Bien rédiger ses documents commerciaux pour se protéger et sécuriser ses transactions


Méconnaissances règlementaires, manque de temps, choix de logiciels non adaptés à son secteur d’activité et plus largement complexité du monde des affaires amènent à un constat : le jeune entrepreneur limite souvent sa contractualisation client au devis et à la facture.
Deux documents qui ne lui permettent à eux seuls pas forcément d’assurer ses arrières en cas de litige.
 
Les risques sont d’autant plus importants dans le cadre d’une activité de prestation de service : sans cadrage ni délimitation clairs de la prestation à travers un contrat, le prestataire peut facilement se retrouver mis en défaut face à un client. Sans aller jusqu’au litige, l’étendue de la prestation attendue peut être soumise à une interprétation différente des deux parties et amener à des conflits.
 
Aussi, Technopole Martinique a-t-elle organisé les 7 et 16 novembre dernier, avec Céline CAMPI et Benjamin LATOUR, avocats en Droit des Affaires au Barreau de Fort-de-France, un Atelier de la Jeune Entreprise ayant pour thématique : « TPE de services : comment améliorer vos documents commerciaux ? »
 
Objectif : amener le prestataire de service à mieux maîtriser les différents documents commerciaux à travers une approche à la fois théorique et pratique.
 
Leslie ARDON (Sport Indies), accompagnée via l’incubateur CREANOV de la Technopole et Georges MERCAN (3D Concept) accueilli à la Technopole, en pré-pépinière, deux des participants qui ont accepté de faire décrypter leurs documents commerciaux pendant l’atelier en ressortent plus confiants.
 
La première s’est sentie rassurée d’avoir l’avis d’avocats sur ses documents déjà particulièrement travaillés ; elle a apprécié échanger avec les autres participants et constater que ses interrogations étaient partagées.

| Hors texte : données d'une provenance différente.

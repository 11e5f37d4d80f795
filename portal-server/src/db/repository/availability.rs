//! Availability Slot Repository

use super::{RepoError, RepoResult};
use shared::models::AvailabilitySlot;
use sqlx::SqlitePool;

const SELECT: &str = "SELECT id, employee_id, operation_id, day_of_week, start_time, end_time, is_recurring, specific_date, is_active, created_at, updated_at FROM availability_slot";

pub async fn find_by_id(pool: &SqlitePool, id: i64) -> RepoResult<Option<AvailabilitySlot>> {
    let sql = format!("{SELECT} WHERE id = ?");
    let slot = sqlx::query_as::<_, AvailabilitySlot>(&sql)
        .bind(id)
        .fetch_optional(pool)
        .await?;
    Ok(slot)
}

pub async fn find_active_for(
    pool: &SqlitePool,
    employee_id: i64,
    operation_id: i64,
) -> RepoResult<Vec<AvailabilitySlot>> {
    let sql = format!(
        "{SELECT} WHERE employee_id = ? AND operation_id = ? AND is_active = 1 ORDER BY start_time"
    );
    let slots = sqlx::query_as::<_, AvailabilitySlot>(&sql)
        .bind(employee_id)
        .bind(operation_id)
        .fetch_all(pool)
        .await?;
    Ok(slots)
}

pub async fn insert(pool: &SqlitePool, s: &AvailabilitySlot) -> RepoResult<()> {
    sqlx::query(
        "INSERT INTO availability_slot (id, employee_id, operation_id, day_of_week, start_time, end_time, is_recurring, specific_date, is_active, created_at, updated_at) VALUES (?1, ?2, ?3, ?4, ?5, ?6, ?7, ?8, ?9, ?10, ?11)",
    )
    .bind(s.id)
    .bind(s.employee_id)
    .bind(s.operation_id)
    .bind(s.day_of_week)
    .bind(&s.start_time)
    .bind(&s.end_time)
    .bind(s.is_recurring)
    .bind(s.specific_date)
    .bind(s.is_active)
    .bind(s.created_at)
    .bind(s.updated_at)
    .execute(pool)
    .await?;
    Ok(())
}

pub async fn deactivate(pool: &SqlitePool, id: i64, now: i64) -> RepoResult<()> {
    let rows = sqlx::query(
        "UPDATE availability_slot SET is_active = 0, updated_at = ?1 WHERE id = ?2 AND is_active = 1",
    )
    .bind(now)
    .bind(id)
    .execute(pool)
    .await?;

    if rows.rows_affected() == 0 {
        return Err(RepoError::NotFound(format!(
            "Availability slot {id} not found or already inactive"
        )));
    }
    Ok(())
}
use thiserror::Error;

/// 启动与运行期错误（请求级错误见 `SchedulingError`）
#[derive(Error, Debug)]
pub enum ServerError {
    #[error("工作目录创建失败: {0}")]
    WorkDir(#[from] std::io::Error),

    #[error("数据库初始化失败: {0}")]
    Database(String),

    #[error("内部服务器错误: {0}")]
    Internal(#[from] anyhow::Error),
}

impl From<shared::error::AppError> for ServerError {
    fn from(err: shared::error::AppError) -> Self {
        ServerError::Database(err.message)
    }
}

/// 启动流程的 Result 类型别名
pub type Result<T> = std::result::Result<T, ServerError>;
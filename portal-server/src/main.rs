use portal_server::{Config, Server, ServerState, print_banner, setup_environment};

#[tokio::main]
async fn main() -> anyhow::Result<()> {
    // 1. 加载 .env 与配置
    dotenv::dotenv().ok();
    let config = Config::from_env();

    // 2. 日志
    setup_environment(&config)?;
    print_banner();
    tracing::info!("🦀 Scheduling portal starting...");

    // 3. 初始化服务器状态 (数据库 + 迁移 + 服务)
    let (state, events) = ServerState::initialize(&config).await?;

    // 4. 运行直到 Ctrl-C
    let server = Server::with_state(config, state, events);
    if let Err(e) = server.run().await {
        tracing::error!("Server error: {}", e);
        return Err(e.into());
    }

    Ok(())
}
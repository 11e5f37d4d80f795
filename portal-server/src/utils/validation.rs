//! Input validation helpers
//!
//! Centralized text length constants and validation functions.
//! SQLite TEXT has no built-in length enforcement.

use crate::scheduling::SchedulingError;

// ── Text length limits ──────────────────────────────────────────────

/// Notes, cancellation reasons
pub const MAX_NOTE_LEN: usize = 500;

// ── Validation helpers ──────────────────────────────────────────────

/// Validate that a required string is non-empty and within the length limit.
pub fn validate_required_text(
    value: &str,
    field: &str,
    max_len: usize,
) -> Result<(), SchedulingError> {
    if value.trim().is_empty() {
        return Err(SchedulingError::Validation(format!(
            "{field} must not be empty"
        )));
    }
    if value.len() > max_len {
        return Err(SchedulingError::Validation(format!(
            "{field} is too long ({} chars, max {max_len})",
            value.len()
        )));
    }
    Ok(())
}

/// Validate that an optional string, if present, is within the length limit.
pub fn validate_optional_text(
    value: &Option<String>,
    field: &str,
    max_len: usize,
) -> Result<(), SchedulingError> {
    if let Some(v) = value
        && v.len() > max_len
    {
        return Err(SchedulingError::Validation(format!(
            "{field} is too long ({} chars, max {max_len})",
            v.len()
        )));
    }
    Ok(())
}

/// Quantity to deliver must be positive
pub fn validate_quantity(quantity: i64) -> Result<(), SchedulingError> {
    if quantity <= 0 {
        return Err(SchedulingError::InvalidQuantity(quantity));
    }
    Ok(())
}

#[cfg(test)]
mod tests {
    use super::*;

    #[test]
    fn test_required_text() {
        assert!(validate_required_text("late truck", "reason", MAX_NOTE_LEN).is_ok());
        assert!(validate_required_text("   ", "reason", MAX_NOTE_LEN).is_err());
        assert!(validate_required_text(&"x".repeat(501), "reason", MAX_NOTE_LEN).is_err());
    }

    #[test]
    fn test_optional_text() {
        assert!(validate_optional_text(&None, "notes", MAX_NOTE_LEN).is_ok());
        assert!(validate_optional_text(&Some("ok".into()), "notes", MAX_NOTE_LEN).is_ok());
        assert!(validate_optional_text(&Some("x".repeat(600)), "notes", MAX_NOTE_LEN).is_err());
    }

    #[test]
    fn test_quantity() {
        assert!(validate_quantity(1).is_ok());
        assert!(matches!(
            validate_quantity(0),
            Err(SchedulingError::InvalidQuantity(0))
        ));
    }
}
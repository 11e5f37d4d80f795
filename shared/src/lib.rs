//! Shared types for the scheduling portal
//!
//! Domain models, error codes, response envelopes and small utilities used
//! by the server and API consumers.

pub mod error;
pub mod models;
pub mod pagination;
pub mod util;

// Re-exports
pub use http;
pub use serde::{Deserialize, Serialize};

pub use error::{ApiResponse, AppError, AppResult, ErrorCode};
pub use pagination::PaginatedResponse;
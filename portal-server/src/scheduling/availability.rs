//! Employee availability slots
//!
//! A slot is a working window of one employee at one operation, either
//! weekly (`is_recurring`) or pinned to a `specific_date`.

use chrono::{Datelike, NaiveDate, NaiveTime};
use shared::models::{AvailabilitySlot, AvailabilitySlotCreate, WeekDay};

use super::error::{SchedulingError, SchedulingResult};
use crate::utils::time;

fn slot_times(start: &str, end: &str) -> SchedulingResult<(NaiveTime, NaiveTime)> {
    let parse = |value: &str| {
        time::parse_hhmm(value)
            .ok_or_else(|| SchedulingError::Validation(format!("Invalid time '{value}', expected HH:MM")))
    };
    let (start, end) = (parse(start)?, parse(end)?);
    if start >= end {
        return Err(SchedulingError::Validation(
            "Slot start time must be before end time".to_string(),
        ));
    }
    Ok((start, end))
}

pub fn validate_slot(payload: &AvailabilitySlotCreate) -> SchedulingResult<()> {
    slot_times(&payload.start_time, &payload.end_time)?;
    match (payload.is_recurring, payload.specific_date) {
        (false, None) => Err(SchedulingError::Validation(
            "Non-recurring slot requires specific_date".to_string(),
        )),
        (false, Some(date)) if WeekDay::from(date.weekday()) != payload.day_of_week => {
            Err(SchedulingError::Validation(format!(
                "specific_date {date} is not a {:?}",
                payload.day_of_week
            )))
        }
        _ => Ok(()),
    }
}

/// Two slots of the same employee and operation collide.
///
/// Same weekday is required; two dated slots must also share the date.
pub fn slots_overlap(a: &AvailabilitySlot, b: &AvailabilitySlot) -> bool {
    if a.day_of_week != b.day_of_week {
        return false;
    }
    if !a.is_recurring && !b.is_recurring && a.specific_date != b.specific_date {
        return false;
    }
    let (Ok((a_start, a_end)), Ok((b_start, b_end))) = (
        slot_times(&a.start_time, &a.end_time),
        slot_times(&b.start_time, &b.end_time),
    ) else {
        return false;
    };
    !(a_end <= b_start || a_start >= b_end)
}

/// Slot is valid on `date` and spans `[start, end]` of that day
pub fn covers(slot: &AvailabilitySlot, date: NaiveDate, start: NaiveTime, end: NaiveTime) -> bool {
    if !slot.is_active {
        return false;
    }
    let applies = if slot.is_recurring {
        WeekDay::from(date.weekday()) == slot.day_of_week
    } else {
        slot.specific_date == Some(date)
    };
    if !applies {
        return false;
    }
    match slot_times(&slot.start_time, &slot.end_time) {
        Ok((slot_start, slot_end)) => slot_start <= start && end <= slot_end,
        Err(_) => false,
    }
}

#[cfg(test)]
mod tests {
    use super::*;

    fn slot(day: WeekDay, start: &str, end: &str) -> AvailabilitySlot {
        AvailabilitySlot {
            id: 1,
            employee_id: 2,
            operation_id: 3,
            day_of_week: day,
            start_time: start.into(),
            end_time: end.into(),
            is_recurring: true,
            specific_date: None,
            is_active: true,
            created_at: 0,
            updated_at: 0,
        }
    }

    fn hm(h: u32, m: u32) -> NaiveTime {
        NaiveTime::from_hms_opt(h, m, 0).unwrap()
    }

    #[test]
    fn test_validate_slot() {
        let mut payload = AvailabilitySlotCreate {
            employee_id: 2,
            operation_id: 3,
            day_of_week: WeekDay::Monday,
            start_time: "08:00".into(),
            end_time: "12:00".into(),
            is_recurring: true,
            specific_date: None,
        };
        assert!(validate_slot(&payload).is_ok());

        payload.is_recurring = false;
        assert!(validate_slot(&payload).is_err());
        // 2025-06-02 is a Monday
        payload.specific_date = NaiveDate::from_ymd_opt(2025, 6, 2);
        assert!(validate_slot(&payload).is_ok());
        payload.specific_date = NaiveDate::from_ymd_opt(2025, 6, 3);
        assert!(validate_slot(&payload).is_err());

        payload.is_recurring = true;
        payload.end_time = "07:00".into();
        assert!(validate_slot(&payload).is_err());
    }

    #[test]
    fn test_slots_overlap() {
        let a = slot(WeekDay::Monday, "08:00", "12:00");
        assert!(slots_overlap(&a, &slot(WeekDay::Monday, "11:00", "13:00")));
        assert!(!slots_overlap(&a, &slot(WeekDay::Monday, "12:00", "13:00")));
        assert!(!slots_overlap(&a, &slot(WeekDay::Tuesday, "08:00", "12:00")));

        let mut d1 = slot(WeekDay::Monday, "08:00", "12:00");
        d1.is_recurring = false;
        d1.specific_date = NaiveDate::from_ymd_opt(2025, 6, 2);
        let mut d2 = d1.clone();
        d2.specific_date = NaiveDate::from_ymd_opt(2025, 6, 9);
        assert!(!slots_overlap(&d1, &d2));
        // a dated slot still collides with the weekly one
        assert!(slots_overlap(&a, &d1));
    }

    #[test]
    fn test_covers() {
        let monday = NaiveDate::from_ymd_opt(2025, 6, 2).unwrap();
        let s = slot(WeekDay::Monday, "08:00", "12:00");
        assert!(covers(&s, monday, hm(8, 0), hm(12, 0)));
        assert!(covers(&s, monday, hm(9, 0), hm(10, 0)));
        assert!(!covers(&s, monday, hm(11, 0), hm(12, 30)));
        assert!(!covers(&s, monday.succ_opt().unwrap(), hm(9, 0), hm(10, 0)));

        let mut inactive = s.clone();
        inactive.is_active = false;
        assert!(!covers(&inactive, monday, hm(9, 0), hm(10, 0)));
    }
}
//! Conflict detection
//!
//! An appointment conflicts with another when both are active, they share
//! the employee or the supplier, and their half-open intervals intersect.
//! Employee and supplier are checked independently.

use shared::models::{Appointment, AppointmentStatus, BookingScope};

use super::error::{SchedulingError, SchedulingResult};
use crate::db::repository::AppointmentStore;

/// `[s1, e1)` and `[s2, e2)` intersect
#[inline]
pub fn overlaps(s1: i64, e1: i64, s2: i64, e2: i64) -> bool {
    s1 < e2 && s2 < e1
}

/// Scopes a candidate books, employee first
pub fn scopes_of(candidate: &Appointment) -> [BookingScope; 2] {
    [
        BookingScope::Employee(candidate.employee_id),
        BookingScope::Supplier(candidate.supplier_id),
    ]
}

fn in_scope(scope: BookingScope, other: &Appointment) -> bool {
    match scope {
        BookingScope::Employee(id) => other.employee_id == id,
        BookingScope::Supplier(id) => other.supplier_id == id,
    }
}

/// First existing appointment that blocks `candidate` within `scope`
pub fn first_conflict<'a>(
    candidate: &Appointment,
    scope: BookingScope,
    existing: &'a [Appointment],
    exclude_id: Option<i64>,
) -> Option<&'a Appointment> {
    if candidate.status == AppointmentStatus::Cancelled {
        return None;
    }
    existing.iter().find(|other| {
        Some(other.id) != exclude_id
            && other.status != AppointmentStatus::Cancelled
            && in_scope(scope, other)
            && overlaps(
                candidate.scheduled_start,
                candidate.scheduled_end,
                other.scheduled_start,
                other.scheduled_end,
            )
    })
}

/// Query the store for each scope and return the first blocking booking
pub async fn find_conflict(
    store: &dyn AppointmentStore,
    candidate: &Appointment,
    exclude_id: Option<i64>,
) -> SchedulingResult<Option<(BookingScope, i64)>> {
    if candidate.status == AppointmentStatus::Cancelled {
        return Ok(None);
    }

    for scope in scopes_of(candidate) {
        let existing = store
            .find_overlapping(
                scope,
                candidate.scheduled_start,
                candidate.scheduled_end,
                exclude_id,
            )
            .await?;
        if let Some(hit) = first_conflict(candidate, scope, &existing, exclude_id) {
            tracing::debug!(
                scope = scope.kind(),
                resource_id = scope.id(),
                conflicting_id = hit.id,
                "Booking conflict detected"
            );
            return Ok(Some((scope, hit.id)));
        }
    }
    Ok(None)
}

pub async fn has_conflict(
    store: &dyn AppointmentStore,
    candidate: &Appointment,
    exclude_id: Option<i64>,
) -> SchedulingResult<bool> {
    Ok(find_conflict(store, candidate, exclude_id).await?.is_some())
}

/// `Err(Conflict)` when any active booking overlaps
pub async fn ensure_no_conflict(
    store: &dyn AppointmentStore,
    candidate: &Appointment,
    exclude_id: Option<i64>,
) -> SchedulingResult<()> {
    match find_conflict(store, candidate, exclude_id).await? {
        Some((scope, appointment_id)) => Err(SchedulingError::Conflict {
            scope,
            appointment_id,
        }),
        None => Ok(()),
    }
}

Le second, lui, a pris conscience des limites de ses documents aussi bien en termes de niveau de détail, le manque de lien entre ses documents commerciaux et stratégie commerciale.
 
Selon Céline CAMPI, l’intervenante, cette problématique de rédaction des documents commerciaux est spécifique aux TPE qui, en plus de n’avoir ni expérience du juridique, ni modèles de documents fiables, n’ont pas de service dédié à ces questions. Force est alors de constater que malgré elles, elles se retrouvent en situation de vulnérabilité, ou pire, dans l’illégalité et cela sans même en être conscientes.
 
Un seul conseil : même si des modèles de documents sont disponibles à la vente, ils ne sont pas forcément adaptés aux activités de nos TPE. En amont du démarrage de son activité, il est donc primordial de prévoir un budget pour l’analyse des besoins en matière de documents de relation commerciale, et la rédaction a minima de conditions générales de vente ou d’utilisation. Selon l’activité de la TPE, la rédaction de contrats commerciaux peut également être une véritable sécurité.
Quoique la jurisprudence leur soit en général défavorable, les grosses sociétés, juridiquement mieux armées, n’hésitent pas à exploiter ces failles dans leurs relations contractuelles avec des TPE a fortiori en démarrage : ces dernières osant rarement activer le levier judiciaire.